Evidently, my last column generated some controversy. In speaking with friends about possible responses to critical letters to the editor, the general consensus was a desire to know why I stayed in the fight even when I knew I would be attacked.

I grew up in a family that today might be classified as working poor. My father hunted and fished in order to supplement the family food budget. My mother tended a garden with fruits and vegetables for the same purpose. Nothing was ever wasted. We were taught to take care of our clothes and toys, because it wasn't likely they would be replaced if they were lost or destroyed.

My work took me into Native American communities where I learned about their relationship with the planet. Land and resources are managed so that they will be here for 10,000 generations; when something is taken from the land, something must be given back. Somehow the idea of taking care of things, and thinking about future generations has been lost on our society. Think about how often you've seen children's toys strewn all over a yard with no concern for the possibility of loss or destruction. Think about how few people establish a compost pit to recycle potato peels, orange peels, banana peels, coffee grounds, grass clippings, and fall leaves.

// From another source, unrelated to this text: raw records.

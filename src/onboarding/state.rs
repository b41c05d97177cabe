//! Onboarding states.

use serde::{Deserialize, Serialize};

/// The steps of the deposit onboarding conversation.
///
/// Progresses linearly: AwaitingEmail → AwaitingInvestmentInterest →
/// AwaitingCryptoChoice → AwaitingDepositAmount → AwaitingTransactionHash →
/// Completed. Every non-terminal step may also end in Cancelled.
#[derive(Debug, Clone, Copy, PartialEq, Eq, Hash, Default, Serialize, Deserialize)]
#[serde(rename_all = "snake_case")]
pub enum OnboardingState {
    #[default]
    AwaitingEmail,
    AwaitingInvestmentInterest,
    AwaitingCryptoChoice,
    AwaitingDepositAmount,
    AwaitingTransactionHash,
    Completed,
    Cancelled,
}

impl OnboardingState {
    /// All states, in flow order.
    pub const ALL: [OnboardingState; 7] = [
        Self::AwaitingEmail,
        Self::AwaitingInvestmentInterest,
        Self::AwaitingCryptoChoice,
        Self::AwaitingDepositAmount,
        Self::AwaitingTransactionHash,
        Self::Completed,
        Self::Cancelled,
    ];

    /// Check if a normal transition from `self` to `target` is valid.
    ///
    /// Restart is not a transition: it replaces the session outright.
    pub fn can_transition_to(&self, target: OnboardingState) -> bool {
        use OnboardingState::*;
        if !self.is_terminal() && target == Cancelled {
            return true;
        }
        self.next() == Some(target)
    }

    /// Whether the conversation is over and the session should be cleared.
    pub fn is_terminal(&self) -> bool {
        matches!(self, Self::Completed | Self::Cancelled)
    }

    /// The next state on the success path, if any.
    pub fn next(&self) -> Option<OnboardingState> {
        use OnboardingState::*;
        match self {
            AwaitingEmail => Some(AwaitingInvestmentInterest),
            AwaitingInvestmentInterest => Some(AwaitingCryptoChoice),
            AwaitingCryptoChoice => Some(AwaitingDepositAmount),
            AwaitingDepositAmount => Some(AwaitingTransactionHash),
            AwaitingTransactionHash => Some(Completed),
            Completed | Cancelled => None,
        }
    }
}

impl std::fmt::Display for OnboardingState {
    fn fmt(&self, f: &mut std::fmt::Formatter<'_>) -> std::fmt::Result {
        let s = match self {
            Self::AwaitingEmail => "awaiting_email",
            Self::AwaitingInvestmentInterest => "awaiting_investment_interest",
            Self::AwaitingCryptoChoice => "awaiting_crypto_choice",
            Self::AwaitingDepositAmount => "awaiting_deposit_amount",
            Self::AwaitingTransactionHash => "awaiting_transaction_hash",
            Self::Completed => "completed",
            Self::Cancelled => "cancelled",
        };
        write!(f, "{s}")
    }
}
//! Scripted replies for each step of the onboarding conversation.

use rust_decimal::Decimal;

use crate::channels::OutgoingResponse;

use super::catalog::CurrencyCatalog;

pub fn welcome() -> OutgoingResponse {
    OutgoingResponse::text(
        "Welcome! To get started, please enter your email address for registration.",
    )
    .remove_keyboard()
}

pub fn invalid_email() -> OutgoingResponse {
    OutgoingResponse::text("Please enter a valid email address.")
}

fn yes_no() -> Vec<Vec<String>> {
    vec![vec!["Yes".to_string(), "No".to_string()]]
}

pub fn ask_investment_interest() -> OutgoingResponse {
    OutgoingResponse::text(
        "Thank you for providing your email. Are you interested in investing?",
    )
    .with_choices(yes_no())
}

pub fn invalid_investment_interest() -> OutgoingResponse {
    OutgoingResponse::text("Please answer Yes or No. Are you interested in investing?")
        .with_choices(yes_no())
}

pub fn not_interested() -> OutgoingResponse {
    OutgoingResponse::text(
        "Thank you for your interest. If you change your mind, feel free to start over.",
    )
    .remove_keyboard()
}

pub fn choose_crypto(catalog: &CurrencyCatalog) -> OutgoingResponse {
    OutgoingResponse::text("Great! Please choose your preferred cryptocurrency for deposit:")
        .with_choices(catalog.keyboard_rows())
}

pub fn invalid_crypto(catalog: &CurrencyCatalog) -> OutgoingResponse {
    let options = catalog.codes().collect::<Vec<_>>().join(", ");
    OutgoingResponse::text(format!(
        "Please choose a valid cryptocurrency from the options provided: {options}."
    ))
    .with_choices(catalog.keyboard_rows())
}

pub fn ask_deposit_amount(crypto: &str, minimum: Decimal) -> OutgoingResponse {
    OutgoingResponse::text(format!(
        "You've chosen {crypto}. Please enter the amount you wish to deposit. \
         The current minimum deposit for {crypto} is {} {crypto}.",
        minimum.normalize()
    ))
    .remove_keyboard()
}

pub fn invalid_amount() -> OutgoingResponse {
    OutgoingResponse::text("Please enter a valid number for the deposit amount.")
}

pub fn amount_below_minimum(crypto: &str, amount: Decimal, minimum: Decimal) -> OutgoingResponse {
    OutgoingResponse::text(format!(
        "You entered {} {crypto}, but the current minimum deposit for {crypto} is {} {crypto}. \
         Please enter a higher amount.",
        amount.normalize(),
        minimum.normalize()
    ))
}

pub fn deposit_instructions(crypto: &str, amount: Decimal, address: &str) -> OutgoingResponse {
    OutgoingResponse::text(format!(
        "Great! You're depositing {} {crypto}. Send with this address {crypto}: {address}\n\n\
         After sending, please provide the transaction hash for verification.",
        amount.normalize()
    ))
}

pub fn empty_hash() -> OutgoingResponse {
    OutgoingResponse::text(
        "That doesn't look like a transaction hash. Please check it and send the hash of your deposit.",
    )
}

pub fn deposit_confirmed() -> OutgoingResponse {
    OutgoingResponse::text(
        "Your deposit has been confirmed! Our team will process your investment \
         and contact you shortly with further details.",
    )
    .remove_keyboard()
}

pub fn deposit_unverified() -> OutgoingResponse {
    OutgoingResponse::text(
        "We couldn't verify your transaction. Please check the hash and try again, \
         or contact our support team for assistance.",
    )
}

pub fn deposit_unverified_escalated(attempts: u32) -> OutgoingResponse {
    OutgoingResponse::text(format!(
        "We still couldn't verify your transaction after {attempts} attempts. \
         Please contact our support team for assistance. You can also send another hash, \
         or /cancel to stop."
    ))
}

pub fn cancelled() -> OutgoingResponse {
    OutgoingResponse::text(
        "Investment process canceled. Feel free to start over when you're ready.",
    )
    .remove_keyboard()
}

pub fn service_unavailable() -> OutgoingResponse {
    OutgoingResponse::text(
        "Sorry, something went wrong on our side. Please try again in a moment.",
    )
}

pub fn unknown_command() -> OutgoingResponse {
    OutgoingResponse::text(
        "Sorry, I don't know that command. Send /start to begin again or /cancel to stop.",
    )
}
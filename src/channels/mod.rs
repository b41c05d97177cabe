//! Channel abstraction for message I/O.

pub mod channel;
pub mod cli;
pub mod manager;
pub mod telegram;

pub use channel::*;
pub use cli::CliChannel;
pub use manager::ChannelManager;
pub use telegram::TelegramChannel;
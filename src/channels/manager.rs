//! ChannelManager — starts every channel and routes replies back.

use std::sync::Arc;

use futures::stream::{self, StreamExt};

use crate::channels::{Channel, IncomingMessage, MessageStream, OutgoingResponse, StatusUpdate};
use crate::error::ChannelError;

/// Owns the registered channels.
///
/// Replies are routed by `IncomingMessage::channel`, so a message always
/// goes back through the transport it arrived on.
#[derive(Default)]
pub struct ChannelManager {
    channels: Vec<Arc<dyn Channel>>,
}

impl ChannelManager {
    pub fn new() -> Self {
        Self::default()
    }

    pub fn add(&mut self, channel: Box<dyn Channel>) {
        tracing::debug!("Registered channel: {}", channel.name());
        self.channels.push(Arc::from(channel));
    }

    pub fn names(&self) -> Vec<&str> {
        self.channels.iter().map(|c| c.name()).collect()
    }

    fn get(&self, name: &str) -> Result<&Arc<dyn Channel>, ChannelError> {
        self.channels
            .iter()
            .find(|c| c.name() == name)
            .ok_or_else(|| ChannelError::UnknownChannel(name.to_string()))
    }

    /// Start all channels and merge their streams.
    ///
    /// A channel that fails to start is logged and skipped; it is an error
    /// only when none start.
    pub async fn start_all(&self) -> Result<MessageStream, ChannelError> {
        let mut streams = Vec::with_capacity(self.channels.len());

        for channel in &self.channels {
            match channel.start().await {
                Ok(s) => {
                    tracing::info!("Channel {} started", channel.name());
                    streams.push(s);
                }
                Err(e) => {
                    tracing::error!("Channel {} failed to start: {}", channel.name(), e);
                }
            }
        }

        if streams.is_empty() {
            return Err(ChannelError::StartupFailed {
                name: "all".into(),
                reason: "no channel could be started".into(),
            });
        }

        Ok(stream::select_all(streams).boxed())
    }

    /// Send a reply through the channel `msg` came from.
    pub async fn respond(
        &self,
        msg: &IncomingMessage,
        response: OutgoingResponse,
    ) -> Result<(), ChannelError> {
        self.get(&msg.channel)?.respond(msg, response).await
    }

    pub async fn send_status(
        &self,
        channel: &str,
        status: StatusUpdate,
        metadata: &serde_json::Value,
    ) -> Result<(), ChannelError> {
        self.get(channel)?.send_status(status, metadata).await
    }

    pub async fn shutdown_all(&self) -> Result<(), ChannelError> {
        for channel in &self.channels {
            if let Err(e) = channel.shutdown().await {
                tracing::warn!("Channel {} shutdown failed: {}", channel.name(), e);
            }
        }
        Ok(())
    }
}
pub mod filter;
pub mod ingest;
pub mod point;
pub mod summary;

pub use filter::*;
pub use ingest::*;
pub use point::*;
pub use summary::*;
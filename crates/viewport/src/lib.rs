pub mod gate;
pub mod regions;
pub mod state;

pub use gate::*;
pub use regions::*;
pub use state::*;
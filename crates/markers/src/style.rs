/// Hourly wage at or above which a marker is in the premium band.
pub const PREMIUM_WAGE: f64 = 60.0;
pub const HIGH_WAGE: f64 = 50.0;
pub const MEDIUM_WAGE: f64 = 40.0;

/// Legend band for a cluster's average wage.
#[derive(Debug, Copy, Clone, PartialEq, Eq)]
pub enum WageBand {
    Premium,
    High,
    Medium,
    Entry,
}

impl WageBand {
    pub fn for_wage(wage: f64) -> Self {
        if wage >= PREMIUM_WAGE {
            WageBand::Premium
        } else if wage >= HIGH_WAGE {
            WageBand::High
        } else if wage >= MEDIUM_WAGE {
            WageBand::Medium
        } else {
            WageBand::Entry
        }
    }

    /// Marker fill, as a CSS hex color.
    pub fn fill_color(&self) -> &'static str {
        match self {
            WageBand::Premium => "#059669",
            WageBand::High => "#2563eb",
            WageBand::Medium => "#7c3aed",
            WageBand::Entry => "#dc2626",
        }
    }
}

/// Formats an hourly wage as a label, e.g. `$1,250/hr`.
///
/// Whole dollars only, thousands-grouped.
pub fn format_wage_per_hour(wage: f64) -> String {
    let dollars = wage.round() as i64;
    format!("${}/hr", group_thousands(dollars))
}

fn group_thousands(mut n: i64) -> String {
    let negative = n < 0;
    n = n.abs();
    let digits = n.to_string();
    let mut out = String::with_capacity(digits.len() + digits.len() / 3 + 1);
    for (i, ch) in digits.chars().enumerate() {
        if i > 0 && (digits.len() - i) % 3 == 0 {
            out.push(',');
        }
        out.push(ch);
    }
    if negative {
        format!("-{out}")
    } else {
        out
    }
}
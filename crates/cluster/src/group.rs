use std::collections::HashMap;
use std::fmt;

use dataset::point::{GeoPoint, PointId};
use foundation::geo::LngLat;

use crate::params::{CentroidMode, ClusterParams, Linkage};

/// Derived cluster id: the seed member plus whether the cluster merged
/// anything. Stable for a given point set and params.
#[derive(Debug, Copy, Clone, PartialEq, Eq, Hash)]
pub struct ClusterId {
    pub seed: PointId,
    pub multi: bool,
}

impl fmt::Display for ClusterId {
    fn fmt(&self, f: &mut fmt::Formatter<'_>) -> fmt::Result {
        let prefix = if self.multi { "cluster" } else { "single" };
        write!(f, "{prefix}-{}", self.seed.0)
    }
}

/// A display group of one or more spatially close points.
///
/// Recomputed whenever the filtered set or params change, never mutated.
/// `members` is non-empty and keeps input order; the first member is the
/// seed.
#[derive(Debug, Clone, PartialEq)]
pub struct Cluster {
    pub id: ClusterId,
    pub members: Vec<GeoPoint>,
    pub centroid: LngLat,
    pub average_wage: f64,
    pub total_members: u64,
}

impl Cluster {
    pub fn is_multi_member(&self) -> bool {
        self.members.len() > 1
    }

    fn assemble(members: Vec<GeoPoint>, centroid_mode: CentroidMode) -> Self {
        debug_assert!(!members.is_empty());
        let seed = &members[0];
        let centroid = match centroid_mode {
            CentroidMode::Seed => seed.position(),
            CentroidMode::Mean => {
                let n = members.len() as f64;
                let lng: f64 = members.iter().map(|p| p.lng).sum();
                let lat: f64 = members.iter().map(|p| p.lat).sum();
                LngLat::new(lng / n, lat / n)
            }
        };
        let wage_sum: f64 = members.iter().map(|p| p.wage).sum();
        Self {
            id: ClusterId {
                seed: seed.id,
                multi: members.len() > 1,
            },
            centroid,
            average_wage: wage_sum / members.len() as f64,
            total_members: members.iter().map(|p| p.member_count).sum(),
            members,
        }
    }
}

/// Partitions `points` into display clusters.
///
/// Contract: the union of all returned members is exactly `points`, with no
/// point in two clusters. Empty input yields empty output.
pub fn cluster(points: &[GeoPoint], params: &ClusterParams) -> Vec<Cluster> {
    match params.linkage {
        Linkage::SeedRadius => seed_radius(points, params),
        Linkage::Component => components(points, params),
    }
}

/// Closeness test. `epsilon = 0` degenerates to exact-coordinate grouping
/// rather than an always-false strict bound.
fn close(a: LngLat, b: LngLat, epsilon: f64) -> bool {
    if epsilon == 0.0 {
        a.coincides(b)
    } else {
        a.delta_within(b, epsilon)
    }
}

fn seed_radius(points: &[GeoPoint], params: &ClusterParams) -> Vec<Cluster> {
    let mut assigned = vec![false; points.len()];
    let mut out = Vec::new();

    for i in 0..points.len() {
        if assigned[i] {
            continue;
        }
        let seed = points[i].position();
        let mut members = Vec::new();
        for j in i..points.len() {
            if assigned[j] {
                continue;
            }
            if j == i || close(seed, points[j].position(), params.epsilon_degrees) {
                assigned[j] = true;
                members.push(points[j].clone());
            }
        }
        out.push(Cluster::assemble(members, params.centroid));
    }
    out
}

fn components(points: &[GeoPoint], params: &ClusterParams) -> Vec<Cluster> {
    let mut forest = UnionFind::new(points.len());
    for i in 0..points.len() {
        for j in (i + 1)..points.len() {
            if close(
                points[i].position(),
                points[j].position(),
                params.epsilon_degrees,
            ) {
                forest.union(i, j);
            }
        }
    }

    // Group by root; groups appear in the input order of their first member.
    let mut slot_of_root: HashMap<usize, usize> = HashMap::new();
    let mut groups: Vec<Vec<GeoPoint>> = Vec::new();
    for (i, point) in points.iter().enumerate() {
        let root = forest.find(i);
        let slot = *slot_of_root.entry(root).or_insert_with(|| {
            groups.push(Vec::new());
            groups.len() - 1
        });
        groups[slot].push(point.clone());
    }

    groups
        .into_iter()
        .map(|members| Cluster::assemble(members, params.centroid))
        .collect()
}

struct UnionFind {
    parent: Vec<usize>,
}

impl UnionFind {
    fn new(n: usize) -> Self {
        Self {
            parent: (0..n).collect(),
        }
    }

    fn find(&mut self, mut i: usize) -> usize {
        while self.parent[i] != i {
            self.parent[i] = self.parent[self.parent[i]];
            i = self.parent[i];
        }
        i
    }

    fn union(&mut self, a: usize, b: usize) {
        let ra = self.find(a);
        let rb = self.find(b);
        if ra != rb {
            // Smaller root wins so components are rooted at their earliest
            // member.
            let (lo, hi) = if ra < rb { (ra, rb) } else { (rb, ra) };
            self.parent[hi] = lo;
        }
    }
}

As a society we fail to look at the long-term. Our focus is on the here and now. Even business prioritizes the next quarter over the long term. Small businesses rarely engage in the long-term strategic planning that is needed to be successful. But if we don't take care of what we've got, we may end up losing everything.

Unfortunately, we can't trust industry to be any better stewards of our planet than those kids who leave their toys outside for the taking. We need regulations and whistleblowers. As one example of poor planning, the process of fracking permanently removes a large quantity of potable water from the water cycle. Mother Nature recycles water through evaporation, resulting ultimately in life-supporting rain. With fracking, chemicals are mixed with sand and water and pumped deep into the ground, giving back in a sense. But what is given back to the planet is not something that might sustain life, but rather something that has the potential to permanently pollute the water and soil our descendants will need 10,000 generations from now.

All forms of resource harvesting, whether it is oil and gas, or uranium, or coal, use toxic chemicals to produce their products. We pump toxins into our air when we burn those fossil fuels, multiplying the problem. We ignore the hazards of polluted water and air to the detriment of the health of both humans and the planet we inhabit.

Readers may want to take a look at Fracfocus for an incomplete list of chemicals used by the oil and gas industry, and then go to OSHA to read about the implications of short- and long-term exposure to these chemicals. The first chemical listed is "Hydrochloric acid, which helps dissolve minerals and initiate cracks in the rock."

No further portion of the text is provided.